Una plataforma que cobra por contacto puede pedirte, por esos 10.000, alrededor de 100 dólares mensuales, con envíos "ilimitados". Veamos cuánto rinde, en cambio, pagar por envío sobre esos mismos contactos:
- USD 29 — 10.000 envíos → 1 correo por mes a toda tu lista.
- USD 69 — 40.000 envíos → 4 correos por mes (uno por semana).
- USD 159 — 120.000 envíos → 12 correos por mes (tres por semana).
Números ilustrativos, para que veas el mecanismo. Hacé la cuenta con tu lista y tu cotización real.
¿Dónde está el punto de equilibrio? Mientras le escribas a toda tu lista hasta una vez por semana, pagar por envío cuesta menos que esos 100 dólares. Para gastar más, tendrías que escribirle a toda la lista varias veces por semana. Y a esa altura ya no es una estrategia: es saturación.
Por qué, trabajado con criterio, cuesta menos
Pagar por envío parece más caro: cada correo tiene un costo, y esa idea inquieta. La cuenta, sin embargo, muestra lo contrario: bien administrado, cuesta menos. Hay, además, una razón de fondo.
El momento exacto en que pagar por envío se vuelve caro coincide con el momento en que empezás a arruinar tu lista. El punto de equilibrio del precio y el límite de la buena práctica son el mismo. No existe el escenario de enviar de más para ahorrar: enviar de más nunca sale gratis. Lo que no pagás en la factura, lo pagás en gente que se va.

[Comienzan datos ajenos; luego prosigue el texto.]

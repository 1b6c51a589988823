use pulldown_cmark::{html, Options, Parser};

use crate::config::MarkdownOptions;

/// Render Markdown to HTML with the configured extension set.
pub fn markdown_to_html(markdown: &str, opts: &MarkdownOptions) -> String {
    let mut options = Options::empty();
    if opts.strikethrough {
        options.insert(Options::ENABLE_STRIKETHROUGH);
    }
    if opts.tables {
        options.insert(Options::ENABLE_TABLES);
    }
    if opts.footnotes {
        options.insert(Options::ENABLE_FOOTNOTES);
    }
    let parser = Parser::new_ext(markdown, options);
    let mut html_output = String::new();
    html::push_html(&mut html_output, parser);
    html_output
}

La lógica se refuerza si segmentás. Cuando, en lugar de escribirle a todos, le enviás solo a quien le interesa, tu volumen baja y te alejás todavía más de ese punto de equilibrio. El modelo por envío recompensa el buen trabajo; el modelo por contacto cobra lo mismo, segmentes o no.
Qué es segmentar, y en qué se diferencia de tu audiencia, lo vemos aparte en audiencia y segmento.
Cuando la forma de cobrar te cuida
Seamos justos con el modelo por contacto: si tu intención es escribirle a toda la lista todo el tiempo, puede convenirte. Pero esa intención, tarde o temprano, te cuesta la lista.
Lo valioso de pagar por envío no es solo el ahorro. Es que te ubica en la buena práctica desde el primer día, sepas o no de email marketing. No necesitás equivocarte enviando de más, ver cómo se vacía tu lista y solo entonces comprender qué hacías mal. La estructura misma te evita ese error.
Por eso Emalia cobra por envío y mantiene los contactos ilimitados: para que tu base crezca sin que su tamaño te empuje a saturarla. La forma de cobrar deja de ser un costo y pasa a ser una estrategia.